The latest version of our Triton Ocean SDK is now available from our download page. Version 1.5 has some exciting new capabilities that you’ll want to take advantage of, including shading of user-drawn geometry patches, multi-threaded rendering, C# support, and Visual Studio 2012 support.
- Triton now has the ability to shade user-drawn patches of geometry, making for a new way to use Triton for smaller bodies of water. The new Ocean::SetPatchShader() and Ocean::UnsetPatchShader() methods allow you to apply Triton’s wave simulation, foam, and wakes to any set of meshes in your scene you want. You’ll find a new set of sample projects illustrating this new technique, as well as documentation. We listened to your feedback and provided this way to only render Triton’s water exactly where you need it. Ocean::Draw() is still available for an easy way to draw infinite oceans, that can still interact with the terrain in your scene through the depth and stencil buffer.
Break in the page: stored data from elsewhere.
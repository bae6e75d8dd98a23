//! CSV export for the AEP distribution of a finished run.

use std::fs::File;
use std::io::{self, Write};
use std::path::Path;

use thiserror::Error;

use crate::analysis::AnalysisResult;

/// Column header for distribution export.
const HEADER: [&str; 2] = ["iteration", "aep_gwh"];

/// Export failure.
#[derive(Debug, Error)]
pub enum ExportError {
    /// The destination could not be created or written.
    #[error("cannot write export: {0}")]
    Io(#[from] io::Error),
    /// The CSV writer failed.
    #[error("cannot write export: {0}")]
    Csv(#[from] csv::Error),
    /// The run carried no distribution to export.
    #[error("the analysis result has no distribution to export")]
    NoDistribution,
}

/// Exports the distribution of `result` to a CSV file at the given path.
///
/// Writes a header row followed by one row per Monte Carlo iteration, in
/// iteration order. Produces deterministic output for identical inputs.
///
/// # Errors
///
/// Returns [`ExportError::NoDistribution`] if the result has no
/// distribution, or an I/O or CSV error if writing fails.
pub fn export_csv(result: &AnalysisResult, path: &Path) -> Result<(), ExportError> {
    if result.distribution.is_none() {
        return Err(ExportError::NoDistribution);
    }
    let file = File::create(path)?;
    let buf = io::BufWriter::new(file);
    write_csv(result, buf)
}

/// Writes the distribution as CSV to any writer.
///
/// An absent distribution writes only the header.
///
/// # Errors
///
/// Returns an error if writing fails.
pub fn write_csv(result: &AnalysisResult, writer: impl Write) -> Result<(), ExportError> {
    let mut wtr = csv::WriterBuilder::new().from_writer(writer);
    wtr.write_record(HEADER)?;

    for (i, value) in result.distribution().iter().enumerate() {
        wtr.write_record(&[i.to_string(), format!("{value:.4}")])?;
    }

    wtr.flush()?;
    Ok(())
}
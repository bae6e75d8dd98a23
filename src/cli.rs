//! Command-line argument parsing.

use std::path::PathBuf;

use clap::Parser;
use tracing::Level;

/// Terminal client for the OpenOA Monte Carlo AEP demo.
///
/// Triggers one remote AEP run and shows the summary statistics and the
/// distribution histogram.
///
/// Examples:
///   aep-demo
///   aep-demo --base-url http://localhost:8000 --export aep.csv
///   aep-demo --tui --log-file aep-demo.log
#[derive(Parser, Debug, Clone, Default)]
#[command(author, version, about, long_about = None)]
pub struct Args {
    /// Path to a TOML configuration file
    #[arg(short, long, value_name = "FILE")]
    pub config: Option<PathBuf>,

    /// Base URL of the AEP service (overrides the config file)
    #[arg(long, value_name = "URL", env = "AEP_DEMO_URL")]
    pub base_url: Option<String>,

    /// Run endpoint path (overrides the config file)
    #[arg(long, value_name = "PATH")]
    pub endpoint: Option<String>,

    /// Request timeout in seconds (default: wait indefinitely)
    #[arg(long, value_name = "SECS")]
    pub timeout: Option<u64>,

    /// Launch the interactive terminal view instead of a single headless run
    #[arg(long)]
    pub tui: bool,

    /// Write the returned distribution to a CSV file
    #[arg(long, value_name = "FILE")]
    pub export: Option<PathBuf>,

    /// Write logs to this file (the TUI is silent otherwise)
    #[arg(long, value_name = "FILE")]
    pub log_file: Option<PathBuf>,

    /// Enable verbose logging output
    #[arg(short, long, conflicts_with = "quiet")]
    pub verbose: bool,

    /// Only log warnings and errors
    #[arg(short, long)]
    pub quiet: bool,
}

impl Args {
    /// Parses arguments from the process command line.
    pub fn parse_args() -> Self {
        Self::parse()
    }

    /// Maximum log level implied by `--verbose` / `--quiet`.
    pub fn log_level(&self) -> Level {
        if self.verbose {
            Level::DEBUG
        } else if self.quiet {
            Level::WARN
        } else {
            Level::INFO
        }
    }
}
//! Keyboard input handling for the TUI.

use crossterm::event::{KeyCode, KeyEvent, KeyEventKind, KeyModifiers};

use super::runtime::App;
use crate::client::AepBackend;

/// Maps a key event to an application action.
///
/// Guards on [`KeyEventKind::Press`] to avoid double-fire on some terminals.
pub fn handle_key<B: AepBackend>(app: &mut App<B>, key: KeyEvent) {
    if key.kind != KeyEventKind::Press {
        return;
    }
    match key.code {
        KeyCode::Char('q') | KeyCode::Esc => app.quit = true,
        KeyCode::Char('c') if key.modifiers.contains(KeyModifiers::CONTROL) => app.quit = true,
        KeyCode::Enter | KeyCode::Char('r') => app.trigger(),
        KeyCode::Char('s') => app.save(),
        _ => {}
    }
}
- Physics updates are now split out from rendering, and may be done from another thread. See the new Ocean::UpdateSimulation() method. We’ve updated our OpenSceneGraph sample code to take advantage of this capability.
- We added a C# wrapper, and now include the DLL’s and class libraries necessary to use Triton from a C# project in the CSharpSample included with the SDK. We also include an example of using Triton within an XNA Game Framework 4.0 project.
- We’ve added libraries and project files for Visual Studio 2012 and made the necessary changes to build Triton with the Windows 8 SDK. For now we’re only supporting desktop apps under Windows 8, but watch for “Metro” style app support soon. Please note that NVidia’s CUDA Toolkit doesn’t yet support Visual Studio 2012, so we’re unable to provide CUDA support in our VC11 libraries just yet.
- We fixed the annoying aliasing problem in DirectX in the distance when the camera moved close to the surface.
This is Triton’s biggest update ever, and I’m really excited to get it in your hands. As always, the binary SDK is free to try and licensed users with current support plans may get the full source SDK right now.